予想外の展開にオートン大統領は言葉を返すことができない。そもそもアイが敗北したときから、彼は計画の失敗を悟り焦っていた。だからこそアイが絶対的な討伐対象であるリクを目の前にしているにも関わらず、狂気に身を操られていないことに気付かなかった。そしてリクもフリュー王もわざわざアイの精神操作が解除されたことを伝える理由もない。
「では以上だな。リクよ、済まぬがアイをつれて王城に戻っておいてくれぬか?」
「分かりました。それでは失礼します。行こうアイ」
「うん、わかった。ありがとうリク」
リクに向けてアイは頬を少し染めながら自然な笑顔を見せていた。リクは特に深くは考えず、ほっとしたんだなと思い、フーを抱き抱えてアイと王城へ歩いていく。エルとルーシーは渋面を作ってそれを眺める。
「あれはそういうことかしら…」
「どうじゃろうな。まあリクの良さが伝わるのは吝かではないが…」
「…ふう、リクは天然のたらしね」
嘆息するエルにルーシーが心配いらないとばかりに頭を振る。
「しかし妾たちがおるからのう。あれが気持ちを伝えれば分からぬが、リクがどうこうすることはなかろう」
「まあそれはそうだけどね。でも伝えられたとしても、リクは多分気持ちを受けられないんじゃないかな?」
「ふむ。命を助けたものから好きと言われても困る、というところか?」
「ええ、そうね。リクは別に鈍いわけじゃないわ。今回みたいに命を助けてあげた、なんてのがなければ気付いたんじゃないかな」
「まあ命の恩人に好意を持つのは当たり前じゃからな。それが尊敬か憧憬か恋愛感情かの違いはあるが」
「そういうことね。今のリクはあの娘に好意を向けられても恋愛感情とは捉えないわ。あの娘自身もそれらを恋愛感情と勘違いしているっていう線もあるしね」
「…ちなみにエルはあの娘をどう思うのじゃ?」
「…まあ悪い娘じゃないとは思うけどね。まだ良く分からないわ」
「尤もじゃな。そういうことがあるかもしれんくらいに思っておくか」
「そうね、まあ私たちを頼ってきたら応援してもいいかもね」
「確かにのう。本来おかしな話じゃとは思うが…なかなかに感情というのは度しがたいものじゃ」
「エル、ルーシー何やってるんだー?早く行くぞー!」
リクたちから少し離れて歩く嫁二人は手を挙げて応える。二人は今、複雑な感情を抱いている。自分達をきちんと立てた上で、リクにアプローチする者がいるのであれば吝かでないように思えている。
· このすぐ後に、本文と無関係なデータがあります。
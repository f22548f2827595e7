use sandcall_messaging::{MessageError, QualifiedPluginId};
use thiserror::Error;

use crate::transport::TransportError;

/// Errors raised while orchestrating a call chain.
///
/// Every variant except [`SupervisorError::RootOriginMismatch`] and
/// [`SupervisorError::ResolutionInProgress`] is fatal to the active chain:
/// the root application receives an error reply and the context resets.
#[derive(Debug, Error)]
pub enum SupervisorError {
    #[error("origin violation: expected {expected}, got {actual}")]
    OriginViolation { expected: String, actual: String },

    #[error("supervisor is bound to root application {bound}; rejected call from {caller}")]
    RootOriginMismatch { bound: String, caller: String },

    #[error("a call chain is already resolving for {origin}")]
    ResolutionInProgress { origin: String },

    #[error("plugin calls are only allowed while a call chain is active")]
    NoActiveChain,

    #[error("call stack underflow: result delivered with no call outstanding")]
    StackUnderflow,

    #[error("reply mismatch: expected a result for {expected}, got {actual}")]
    ReplyMismatch { expected: String, actual: String },

    #[error("sandbox for service `{service}` did not initialize within {timeout_ms}ms")]
    SandboxTimeout { service: String, timeout_ms: u64 },

    #[error("sandbox for service `{service}` was closed before it initialized")]
    SandboxClosed { service: String },

    #[error("plugin {plugin} did not finish preloading within {timeout_ms}ms")]
    PreloadTimeout {
        plugin: QualifiedPluginId,
        timeout_ms: u64,
    },

    #[error("call {call} did not resolve within {timeout_ms}ms")]
    CallTimeout { call: String, timeout_ms: u64 },

    #[error("service `{0}` is provided by the host and cannot be called through a sandbox")]
    HostService(String),

    #[error("transport error: {0}")]
    Transport(#[from] TransportError),

    #[error("message error: {0}")]
    Message(#[from] MessageError),
}

#[derive(Debug, Error)]
pub enum ConfigError {
    #[error("failed to read config: {0}")]
    Io(#[from] std::io::Error),

    #[error("failed to parse config: {0}")]
    Parse(#[from] toml::de::Error),

    #[error("invalid config: {0}")]
    Invalid(String),
}
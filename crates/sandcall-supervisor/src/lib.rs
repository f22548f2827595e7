//! Cross-context call orchestration.
//!
//! The [`Supervisor`] sits between a root application and a set of plugin
//! sandboxes, one per service. It resolves one call chain at a time: the
//! root call and every nested call a plugin makes while running live on a
//! [`CallStack`]. A plugin that needs a sub-call result asks for it and is
//! later re-invoked with the result in its cache. When the root call
//! resolves, the actions collected along the way are submitted as one
//! transaction and the result is replied to the application.

pub mod call_context;
pub mod call_stack;
pub mod config;
pub mod error;
pub mod host;
pub mod locator;
pub mod metrics;
pub mod plugin;
pub mod service_context;
pub mod sim;
pub mod submit;
pub mod supervisor;
pub mod transport;

#[cfg(test)]
mod testing;

pub use call_context::{CallContext, ChainTicket, PopOutcome, RootApp};
pub use call_stack::{Call, CallStack};
pub use config::{SupervisorConfig, Timeouts};
pub use error::{ConfigError, SupervisorError};
pub use host::{AppInterface, HostInterface};
pub use locator::{ServiceLocator, SiblingDomain};
pub use metrics::{MetricsSnapshot, SupervisorMetrics};
pub use plugin::{Plugin, PluginState};
pub use service_context::{SandboxState, ServiceContext};
pub use sim::{MethodScript, PluginScript, Simulation, SimulationChannels};
pub use submit::{
    ChainSubmitter, RecordingSubmitter, SubmitError, Submitter, Transaction, TransactionService,
    TxReceipt,
};
pub use supervisor::{Supervisor, SupervisorEvent};
pub use transport::{Inbound, Route, Target, Transport, TransportError};
use std::sync::Arc;

use sandcall_messaging::{Message, QualifiedFunctionCallArgs, QualifiedPluginId, ResultCache};
use serde_json::Value;
use tokio::sync::watch;
use tokio::time::timeout;

use crate::call_context::ChainTicket;
use crate::config::Timeouts;
use crate::error::SupervisorError;
use crate::host::HostInterface;
use crate::service_context::SandboxState;
use crate::transport::{Inbound, Target, Transport};

#[derive(Debug, Clone, Copy, PartialEq, Eq)]
pub enum PluginState {
    Uninitialized,
    /// `PRELOAD_START` sent, waiting for `PRELOAD_COMPLETE`.
    AwaitingPreload,
    Ready,
}

/// Handle to one plugin inside a service sandbox.
///
/// Cheap to clone; clones share readiness state.
#[derive(Clone)]
pub struct Plugin {
    inner: Arc<PluginInner>,
}

struct PluginInner {
    id: QualifiedPluginId,
    origin: String,
    sandbox: watch::Receiver<SandboxState>,
    state: watch::Sender<PluginState>,
    transport: Arc<dyn Transport>,
    timeouts: Timeouts,
}

impl Plugin {
    pub(crate) fn new(
        service: &str,
        plugin: &str,
        origin: String,
        sandbox: watch::Receiver<SandboxState>,
        transport: Arc<dyn Transport>,
        timeouts: Timeouts,
    ) -> Self {
        let (state, _) = watch::channel(PluginState::Uninitialized);
        Self {
            inner: Arc::new(PluginInner {
                id: QualifiedPluginId::new(service, plugin),
                origin,
                sandbox,
                state,
                transport,
                timeouts,
            }),
        }
    }

    pub fn id(&self) -> &QualifiedPluginId {
        &self.inner.id
    }

    pub fn origin(&self) -> &str {
        &self.inner.origin
    }

    pub fn state(&self) -> PluginState {
        *self.inner.state.borrow()
    }

    pub fn same_handle(&self, other: &Plugin) -> bool {
        Arc::ptr_eq(&self.inner, &other.inner)
    }

    fn target(&self) -> Target {
        Target::Sandbox {
            service: self.inner.id.service.clone(),
            origin: self.inner.origin.clone(),
        }
    }

    /// Wait for the sandbox, then run the preload handshake once.
    pub async fn ready(&self) -> Result<(), SupervisorError> {
        let mut sandbox = self.inner.sandbox.clone();
        let service = &self.inner.id.service;
        let initialized = timeout(
            self.inner.timeouts.sandbox,
            sandbox.wait_for(|s| *s == SandboxState::Ready),
        )
        .await
        .map(|ready| ready.map(|_| ()));
        match initialized {
            Ok(Ok(())) => {}
            Ok(Err(_)) => {
                return Err(SupervisorError::SandboxClosed {
                    service: service.clone(),
                });
            }
            Err(_) => {
                return Err(SupervisorError::SandboxTimeout {
                    service: service.clone(),
                    timeout_ms: self.inner.timeouts.sandbox.as_millis() as u64,
                });
            }
        }

        let started = self.inner.state.send_if_modified(|state| {
            if *state == PluginState::Uninitialized {
                *state = PluginState::AwaitingPreload;
                true
            } else {
                false
            }
        });
        if started {
            tracing::debug!(plugin = %self.inner.id, "Preload started");
            let message = Message::preload_start(vec![self.inner.id.plugin.clone()]);
            if let Err(e) = self.inner.transport.post(&self.target(), &message) {
                self.inner.state.send_replace(PluginState::Uninitialized);
                return Err(e.into());
            }
        }

        let mut state = self.inner.state.subscribe();
        let preloaded = timeout(
            self.inner.timeouts.preload,
            state.wait_for(|s| *s == PluginState::Ready),
        )
        .await
        .map(|ready| ready.map(|_| ()));
        match preloaded {
            Ok(Ok(())) => Ok(()),
            Ok(Err(_)) | Err(_) => {
                // The next caller starts the handshake over.
                self.inner.state.send_if_modified(|state| {
                    if *state == PluginState::AwaitingPreload {
                        *state = PluginState::Uninitialized;
                        true
                    } else {
                        false
                    }
                });
                Err(SupervisorError::PreloadTimeout {
                    plugin: self.inner.id.clone(),
                    timeout_ms: self.inner.timeouts.preload.as_millis() as u64,
                })
            }
        }
    }

    /// Ask the sandbox to run `method` with the cache entries in `memory`.
    ///
    /// Resolves once the request is posted; the result arrives later as a
    /// `PLUGIN_CALL_RESPONSE`. Nothing is posted if the chain behind `ticket`
    /// ended while the plugin was getting ready.
    pub async fn call(
        &self,
        caller: &str,
        intf: Option<&str>,
        method: &str,
        params: Vec<Value>,
        memory: Vec<ResultCache>,
        ticket: &ChainTicket,
    ) -> Result<(), SupervisorError> {
        self.ready().await?;

        let args = QualifiedFunctionCallArgs::new(
            self.inner.id.service.clone(),
            self.inner.id.plugin.clone(),
            intf,
            method,
            params,
        );
        let posted = ticket.while_current(|| {
            tracing::debug!(call = %args, cached = memory.len(), "Plugin call posted");
            let message = Message::plugin_call_request(caller, args.clone(), memory);
            self.inner.transport.post(&self.target(), &message)
        });
        match posted {
            Some(result) => result.map_err(Into::into),
            None => {
                tracing::debug!(
                    call = %args,
                    generation = ticket.generation(),
                    "Dropping call for finished chain"
                );
                Ok(())
            }
        }
    }

    fn mark_ready(&self) {
        if self.inner.state.send_replace(PluginState::Ready) != PluginState::Ready {
            tracing::info!(plugin = %self.inner.id, "Plugin ready");
        }
    }

    /// Handle a message from this plugin's sandbox, forwarding it to `host`.
    pub fn on_message(
        &self,
        inbound: &Inbound,
        message: Message,
        host: &mut dyn HostInterface,
    ) -> Result<(), SupervisorError> {
        if inbound.is_from_embedder() {
            tracing::warn!(
                plugin = %self.inner.id,
                "Ignoring plugin message from embedding window"
            );
            return Ok(());
        }
        if inbound.origin != self.inner.origin {
            tracing::warn!(
                plugin = %self.inner.id,
                origin = %inbound.origin,
                "Ignoring plugin message from foreign origin"
            );
            return Ok(());
        }

        let origin = self.inner.origin.as_str();
        match message {
            Message::PluginCallResponse(response) => {
                host.add_actions(origin, response.actions)?;
                host.set_result(origin, &response.call, response.result)
            }
            Message::PluginSyncCall(sync) => host.sync_call(origin, sync.args),
            Message::PreloadComplete(complete) if complete.plugin == self.inner.id.plugin => {
                self.mark_ready();
                host.register_dependencies(origin, &self.inner.id, complete.dependencies)
            }
            other => {
                tracing::debug!(
                    plugin = %self.inner.id,
                    tag = other.tag(),
                    "Unhandled plugin message"
                );
                Ok(())
            }
        }
    }
}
この世界は一夫多妻制であり夫が妻として迎えれば、他の妻が可否を言うことなどない。だが二人はそれは嫌だし認められないと思っている。
そして自分たちが嫌だといえばリクは諦めるであろうことも分かっている。しかし裏を返せば自分達が認めるような者であれば構わないのではないかとも思える。
いずれにせよリクとふれあえる時間が減るのが嫌だということだけは、二人ともが抱く確かな思いであった。